Es sorprendente ver y aceptar
cómo ciertos núcleos corporativos colocan a sus tecnócratas en agencias
gubernamentales claves para preservar el estatus quo de privilegios; algunos
tienen prestante membresía en influyentes burós empresariales, esos que
desdoblan la moral en privada y pública como expresión del bien y el mal.
La reciente
huida de dos pilotos franceses condenados en primer grado por narcotráfico y la
consecuente decisión del gobierno francés de no extraditarlos ha llevado a
algunos ilusos a rasgar sus vestiduras ante la diplomacia gala. En su ostracismo aldeano, ignoran cómo nos
perciben más allá de nuestras fronteras.
La República
Dominicana, en ciertos contextos financieros del mundo, es vista como una de
las naciones más corruptas de la región; un mundillo surrealista sin orden ni
reglas y con instituciones malogradas o inoperantes; una isla bananera, de sol,
nalgas, playas y borracheras habitada por gente menesterosa, ignorante y
libertina que pone precio a su dignidad por un bocado o un celular.
Esa
percepción fue afirmada y promovida por décadas por el Ministerio de Turismo a
través de una leyenda muy sugestiva de la marca país: “Aquí me siento libre”.
Claro, la
primitiva libertad para tentar todo lo que una sociedad elementalmente ordenada
niega: andar en motocicletas sin casco, violar la luz roja por pura emoción,
tener sexo con menores, conducir borracho, hacer ruido en la madrugada, portar
ostensiblemente armas, pagar sobornos para redimir cualquier desvarío o
agraviar a un ciudadano en nombre de la arrogancia partidaria.
Tierra de
promisión para delincuentes, perseguidos y prófugos internacionales; paraíso
para las mafias, los negocios de azar, los tratos oscuros y los ojos
azules.
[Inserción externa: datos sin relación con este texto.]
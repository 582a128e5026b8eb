use serenity::model::id::UserId;
use std::{sync::Arc, time::Duration};

/// Origen del track, usado para miniaturas y enlaces
#[derive(Debug, Clone, Copy, PartialEq, Eq)]
pub enum SourceKind {
    YouTube,
    Http,
    Other,
}

impl SourceKind {
    /// Detecta el origen a partir de la URL
    pub fn detect(uri: &str) -> Self {
        match url::Url::parse(uri) {
            Ok(parsed) => match parsed.host_str() {
                Some(host)
                    if host.ends_with("youtube.com") || host.ends_with("youtu.be") =>
                {
                    SourceKind::YouTube
                }
                Some(_) => SourceKind::Http,
                None => SourceKind::Other,
            },
            Err(_) => SourceKind::Other,
        }
    }
}

/// Metadatos inmutables de un track
#[derive(Debug, Clone, PartialEq)]
pub struct TrackInfo {
    pub title: String,
    pub author: Option<String>,
    pub uri: String,
    pub identifier: String,
    /// `None` para transmisiones en vivo
    pub length: Option<Duration>,
    pub source: SourceKind,
}

impl TrackInfo {
    pub fn new(title: impl Into<String>, uri: impl Into<String>) -> Self {
        let uri = uri.into();
        let source = SourceKind::detect(&uri);
        let identifier = youtube_video_id(&uri).unwrap_or_else(|| uri.clone());

        Self {
            title: title.into(),
            author: None,
            uri,
            identifier,
            length: None,
            source,
        }
    }

    pub fn with_author(mut self, author: impl Into<String>) -> Self {
        self.author = Some(author.into());
        self
    }

    pub fn with_length(mut self, length: Duration) -> Self {
        self.length = Some(length);
        self
    }

    pub fn is_stream(&self) -> bool {
        self.length.is_none()
    }

    /// Miniatura de YouTube, si aplica
    pub fn thumbnail(&self) -> Option<String> {
        match self.source {
            SourceKind::YouTube => Some(format!(
                "https://img.youtube.com/vi/{}/mqdefault.jpg",
                self.identifier
            )),
            _ => None,
        }
    }

    /// Enlace markdown `[titulo](uri)`, o el título plano si la URI no es válida
    pub fn markdown_link(&self) -> String {
        markdown_link(&self.title, &self.uri)
    }
}

pub(crate) fn markdown_link(title: &str, uri: &str) -> String {
    match url::Url::parse(uri) {
        Ok(_) => format!("[{}]({})", title, uri),
        Err(_) => title.to_string(),
    }
}

fn youtube_video_id(uri: &str) -> Option<String> {
    let parsed = url::Url::parse(uri).ok()?;
    let host = parsed.host_str()?;

    if host.ends_with("youtu.be") {
        return parsed
            .path_segments()?
            .next()
            .filter(|id| !id.is_empty())
            .map(str::to_string);
    }

    if host.ends_with("youtube.com") {
        return parsed
            .query_pairs()
            .find(|(key, _)| key == "v")
            .map(|(_, value)| value.into_owned());
    }

    None
}

/// Quién pidió un track. Vacío significa autoplay (playlist por defecto).
#[derive(Debug, Clone, Default, PartialEq, Eq)]
pub struct RequestMetadata {
    pub user: Option<RequestUser>,
}

#[derive(Debug, Clone, PartialEq, Eq)]
pub struct RequestUser {
    pub id: UserId,
    pub name: String,
}

impl RequestMetadata {
    pub const EMPTY: RequestMetadata = RequestMetadata { user: None };

    pub fn from_user(id: UserId, name: impl Into<String>) -> Self {
        Self {
            user: Some(RequestUser {
                id,
                name: name.into(),
            }),
        }
    }

    pub fn owner(&self) -> Option<UserId> {
        self.user.as_ref().map(|u| u.id)
    }
}

/// Handle de un track decodificable por el reproductor.
///
/// Los metadatos se comparten; `make_clone` produce un handle nuevo que
/// empieza desde el principio.
#[derive(Debug, Clone)]
pub struct AudioTrack {
    info: Arc<TrackInfo>,
    user_data: Option<RequestMetadata>,
}

impl AudioTrack {
    pub fn new(info: TrackInfo) -> Self {
        Self {
            info: Arc::new(info),
            user_data: None,
        }
    }

    pub fn info(&self) -> &TrackInfo {
        &self.info
    }

    pub fn user_data(&self) -> Option<&RequestMetadata> {
        self.user_data.as_ref()
    }

    pub fn set_user_data(&mut self, data: RequestMetadata) {
        self.user_data = Some(data);
    }

    /// Si ambos handles vienen de la misma carga
    pub fn is_same(&self, other: &AudioTrack) -> bool {
        Arc::ptr_eq(&self.info, &other.info)
    }

    pub fn make_clone(&self) -> Self {
        Self {
            info: Arc::clone(&self.info),
            user_data: self.user_data.clone(),
        }
    }
}

/// Motivo por el que terminó un track
#[derive(Debug, Clone, Copy, PartialEq, Eq)]
pub enum TrackEndReason {
    Finished,
    LoadFailed,
    Stopped,
    Replaced,
}

/// Pedido en espera dentro de la cola justa
#[derive(Debug, Clone)]
pub struct QueuedTrack {
    track: AudioTrack,
    metadata: RequestMetadata,
}

impl QueuedTrack {
    pub fn new(mut track: AudioTrack, metadata: RequestMetadata) -> Self {
        track.set_user_data(metadata.clone());
        Self { track, metadata }
    }

    pub fn track(&self) -> &AudioTrack {
        &self.track
    }

    pub fn metadata(&self) -> &RequestMetadata {
        &self.metadata
    }

    pub fn into_track(self) -> AudioTrack {
        self.track
    }
}

impl crate::audio::fair_queue::Queueable for QueuedTrack {
    fn identifier(&self) -> u64 {
        self.metadata.owner().map(|id| id.get()).unwrap_or(0)
    }
}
Una comarca insular donde seis
de cada diez desearía emigrar.
¿Cómo
confiar en el sistema judicial de un país cuyo jefe del Ministerio Público
declara no creer en el máximo tribunal de Justicia? Si ese es el impotente
grito del más alto representante de la sociedad en la Justicia, ¿qué le queda
al desafortunado? ¿Cuál es el mensaje que se le da al mundo? Esas exposiciones
tan crudas y mórbidas delatan nuestras estrías morales y espantan todo sentido
e interés para la inversión.
Exigimos el
respeto que no nos damos, la vergüenza que entregamos y la consideración que no
tenemos. El mismo decoro que pretende y reclama la prostituta cuando le llaman
“puta”.
¿Con qué
calidad exigimos respeto por nuestra institucionalidad cuando funcionarios con
sueldos de mil quinientos o tres mil euros mensuales exhiben fortunas obscenas
de hasta 400 millones de euros sin que “el Estado” pueda pedir cuentas ni la
Justicia una razón? ¿Con cuál moral le decimos al Sindicato Nacional de Pilotos
de Francia que nuestra Justicia no es una “parodia” como ellos asertivamente la
califican?
A pesar de
las torres que cosquillean los cielos de Santo Domingo, los nuevos hábitos de
consumos elitistas, los carros de marcas que prestigian las avenidas del
polígono central, la cultura del consumo plástico y de los mall, somos una
sociedad políticamente tribal e institucionalmente quebrada.
Aportes, en
parte, de una economía sumergida y del lavado que nutren la engañosa percepción
de un progreso moderno, cuando no somos capaces de someternos a normas básicas
de convivencia colectiva.
Es más digno
admitir lo que no somos en vez de demandar un respeto quimérico que ni siquiera
nos exigimos honestamente.
Solo cuando
la Justicia sea capaz de condenar a un maldito político corrupto me sumaré al
reclamo de los defensores de la soberanía del Estado; mientras esa sea una
aspiración ilusa o un lujo, consideraré como audaz la huida de los franceses.
La
degradación de la vida en esta isla está para huir y dejarles a sus “héroes”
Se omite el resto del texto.